**Data extracts**
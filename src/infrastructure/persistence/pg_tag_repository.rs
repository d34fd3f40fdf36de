//! PostgreSQL implementation of the tag repository.

use async_trait::async_trait;
use chrono::{DateTime, Utc};
use sqlx::{FromRow, PgPool};
use std::sync::Arc;
use uuid::Uuid;

use crate::domain::entities::{NewTag, Tag};
use crate::domain::repositories::TagRepository;
use crate::error::AppError;

#[derive(Debug, FromRow)]
struct TagRow {
    id: Uuid,
    name: String,
    slug: String,
    created_at: DateTime<Utc>,
}

/// PostgreSQL repository for tags.
pub struct PgTagRepository {
    pool: Arc<PgPool>,
}

impl PgTagRepository {
    pub fn new(pool: Arc<PgPool>) -> Self {
        Self { pool }
    }
}

#[async_trait]
impl TagRepository for PgTagRepository {
    async fn insert(&self, new_tag: NewTag) -> Result<(), AppError> {
        sqlx::query("INSERT INTO tags (name, slug) VALUES ($1, $2)")
            .bind(new_tag.name)
            .bind(new_tag.slug)
            .execute(self.pool.as_ref())
            .await?;

        Ok(())
    }

    async fn list(&self) -> Result<Vec<Tag>, AppError> {
        let rows = sqlx::query_as::<_, TagRow>(
            r#"
            SELECT id, name, slug, created_at
            FROM tags
            ORDER BY name, created_at
            "#,
        )
        .fetch_all(self.pool.as_ref())
        .await?;

        Ok(rows
            .into_iter()
            .map(|r| Tag {
                id: r.id,
                name: r.name,
                slug: r.slug,
                created_at: r.created_at,
            })
            .collect())
    }
}
//! Datastore liveness probe.

use crate::error::AppError;
use async_trait::async_trait;

#[cfg_attr(test, mockall::automock)]
#[async_trait]
pub trait HealthRepository: Send + Sync {
    /// Performs a trivial round trip to the datastore.
    async fn ping(&self) -> Result<(), AppError>;
}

**What to produce**
For this task, copy exactly the line with "ORDER BY name, created_at" and the lines that come after it, stopping at the end of the material above.

**Answer space**
            ORDER BY name, created_at
            "#,
        )
        .fetch_all(self.pool.as_ref())
        .await?;

        Ok(rows
            .into_iter()
            .map(|r| Tag {
                id: r.id,
                name: r.name,
                slug: r.slug,
                created_at: r.created_at,
            })
            .collect())
    }
}
//! Datastore liveness probe.

use crate::error::AppError;
use async_trait::async_trait;

#[cfg_attr(test, mockall::automock)]
#[async_trait]
pub trait HealthRepository: Send + Sync {
    /// Performs a trivial round trip to the datastore.
    async fn ping(&self) -> Result<(), AppError>;
}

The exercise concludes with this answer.